## DIRECTIONS FOR THIS TASK
All lines in the data bearing the string "await" should be identified and copied.

-------------------------

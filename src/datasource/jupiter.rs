//! Solana JSON-RPC data source for Jupiter Perpetuals accounts.
//!
//! Positions are discovered with a `getProgramAccounts` scan filtered by the
//! account discriminator and the owner key; oracle prices come from the
//! Doves feed accounts via `getAccountInfo`. Account payloads are base64 and
//! decoded at fixed little-endian offsets.

use super::{OracleSource, PositionSource, SourceError};
use crate::domain::{AccountKey, OraclePrice, Position, Side};
use async_trait::async_trait;
use base64::engine::general_purpose::STANDARD as BASE64;
use base64::Engine as _;
use reqwest::Client;
use serde_json::{json, Value};
use sha2::{Digest, Sha256};
use std::time::Duration;
use tracing::debug;

const RPC_TIMEOUT: Duration = Duration::from_secs(15);

/// Jupiter Perpetuals program.
pub const JUPITER_PERPETUALS_PROGRAM: &str = "PERPHjGBqRHArX4DySjwM6UJHiR3sWAatqfdBS2qQJu";

// Position account layout: 8-byte discriminator, then owner, pool, custody,
// collateral custody (32 bytes each), open/update times (i64 each), side
// tag, and the fixed-point amounts.
const OWNER_OFFSET: usize = 8;
const CUSTODY_OFFSET: usize = 72;
const SIDE_OFFSET: usize = 152;
const PRICE_OFFSET: usize = 153;
const SIZE_USD_OFFSET: usize = 161;
const COLLATERAL_USD_OFFSET: usize = 169;
const REALIZED_PNL_OFFSET: usize = 177;

// Price feed account layout: 8-byte discriminator, price i64, timestamp
// i64, exponent i32.
const FEED_PRICE_OFFSET: usize = 8;
const FEED_EXPO_OFFSET: usize = 24;

/// First 8 bytes of sha256("account:<Name>"), the Anchor account tag.
fn account_discriminator(name: &str) -> [u8; 8] {
    let hash = Sha256::digest(format!("account:{}", name).as_bytes());
    let mut discriminator = [0u8; 8];
    discriminator.copy_from_slice(&hash[..8]);
    discriminator
}

fn read_array<const N: usize>(data: &[u8], offset: usize) -> Result<[u8; N], SourceError> {
    data.get(offset..offset + N)
        .and_then(|slice| slice.try_into().ok())
        .ok_or_else(|| SourceError::Parse(format!("account data truncated at offset {}", offset)))
}

fn read_u64_le(data: &[u8], offset: usize) -> Result<u64, SourceError> {
    Ok(u64::from_le_bytes(read_array::<8>(data, offset)?))
}

fn read_i64_le(data: &[u8], offset: usize) -> Result<i64, SourceError> {
    Ok(i64::from_le_bytes(read_array::<8>(data, offset)?))
}

fn read_i32_le(data: &[u8], offset: usize) -> Result<i32, SourceError> {
    Ok(i32::from_le_bytes(read_array::<4>(data, offset)?))
}

/// Decode a position account payload.
pub fn decode_position(data: &[u8]) -> Result<Position, SourceError> {
    let custody = read_array::<32>(data, CUSTODY_OFFSET)?;
    let side = match data.get(SIDE_OFFSET) {
        Some(1) => Side::Long,
        Some(2) => Side::Short,
        Some(tag) => {
            return Err(SourceError::Parse(format!("unknown side tag {}", tag)));
        }
        None => {
            return Err(SourceError::Parse(format!(
                "account data truncated at offset {}",
                SIDE_OFFSET
            )));
        }
    };

    Ok(Position {
        custody: AccountKey::new(bs58::encode(custody).into_string()),
        side,
        entry_price: read_u64_le(data, PRICE_OFFSET)?,
        size_usd: read_u64_le(data, SIZE_USD_OFFSET)?,
        collateral_usd: read_u64_le(data, COLLATERAL_USD_OFFSET)?,
        realized_pnl_usd: read_i64_le(data, REALIZED_PNL_OFFSET)?,
    })
}

/// Decode a price feed account payload.
pub fn decode_price_feed(data: &[u8]) -> Result<OraclePrice, SourceError> {
    Ok(OraclePrice {
        price: read_i64_le(data, FEED_PRICE_OFFSET)?,
        exponent: read_i32_le(data, FEED_EXPO_OFFSET)?,
    })
}

fn account_data(account: Option<&Value>) -> Result<Vec<u8>, SourceError> {
    let encoded = account
        .and_then(|a| a.get("data"))
        .and_then(|d| d.get(0))
        .and_then(|v| v.as_str())
        .ok_or_else(|| SourceError::Parse("account entry missing base64 data".to_string()))?;
    BASE64
        .decode(encoded)
        .map_err(|e| SourceError::Parse(format!("invalid base64 account data: {}", e)))
}

/// Data source backed by a Solana JSON-RPC endpoint.
#[derive(Debug, Clone)]
pub struct JupiterRpcSource {
    client: Client,
    rpc_url: String,
}

impl JupiterRpcSource {
    pub fn new(rpc_url: String) -> Self {
        Self {
            client: Client::new(),
            rpc_url,
        }
    }

    async fn rpc_call(&self, method: &str, params: Value) -> Result<Value, SourceError> {
        debug!(method, "rpc call");

        let body = json!({
            "jsonrpc": "2.0",
            "id": 1,
            "method": method,
            "params": params,
        });

        let response = self
            .client
            .post(&self.rpc_url)
            .timeout(RPC_TIMEOUT)
            .json(&body)
            .send()
            .await
            .map_err(|e| SourceError::Network(e.to_string()))?;

        let status = response.status();
        if !status.is_success() {
            return Err(SourceError::Http(status.as_u16()));
        }

        let payload: Value = response
            .json()
            .await
            .map_err(|e| SourceError::Parse(e.to_string()))?;

        if let Some(err) = payload.get("error") {
            return Err(SourceError::Rpc(err.to_string()));
        }

        payload
            .get("result")
            .cloned()
            .ok_or_else(|| SourceError::Parse("rpc response missing result".to_string()))
    }
}

#[async_trait]
impl PositionSource for JupiterRpcSource {
    async fn fetch_open_positions(
        &self,
        owner: &str,
    ) -> Result<Vec<(AccountKey, Position)>, SourceError> {
        let discriminator = BASE64.encode(account_discriminator("Position"));
        let params = json!([
            JUPITER_PERPETUALS_PROGRAM,
            {
                "commitment": "confirmed",
                "encoding": "base64",
                "filters": [
                    { "memcmp": { "offset": 0, "bytes": discriminator, "encoding": "base64" } },
                    { "memcmp": { "offset": OWNER_OFFSET, "bytes": owner } },
                ],
            }
        ]);

        let result = self.rpc_call("getProgramAccounts", params).await?;
        let accounts = result
            .as_array()
            .ok_or_else(|| SourceError::Parse("expected account array".to_string()))?;

        let mut positions = Vec::new();
        for entry in accounts {
            let pubkey = entry
                .get("pubkey")
                .and_then(|v| v.as_str())
                .ok_or_else(|| SourceError::Parse("account entry missing pubkey".to_string()))?;
            let data = account_data(entry.get("account"))?;
            let position = decode_position(&data)?;
            if position.size_usd > 0 {
                positions.push((AccountKey::new(pubkey.to_string()), position));
            } else {
                debug!(account = pubkey, "skipping closed position");
            }
        }

        debug!(owner, open = positions.len(), "fetched positions");
        Ok(positions)
    }
}

#[async_trait]
impl OracleSource for JupiterRpcSource {
    async fn fetch_price(&self, oracle_address: &str) -> Result<OraclePrice, SourceError> {
        let params = json!([
            oracle_address,
            { "commitment": "confirmed", "encoding": "base64" }
        ]);

        let result = self.rpc_call("getAccountInfo", params).await?;
        let value = result.get("value");
        if value.map_or(true, Value::is_null) {
            return Err(SourceError::Rpc(format!(
                "oracle account {} not found",
                oracle_address
            )));
        }

        let data = account_data(value)?;
        decode_price_feed(&data)
    }
}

-------------------------

## TASK SOLUTION
            .await
            .await
        let result = self.rpc_call("getProgramAccounts", params).await?;
        let result = self.rpc_call("getAccountInfo", params).await?;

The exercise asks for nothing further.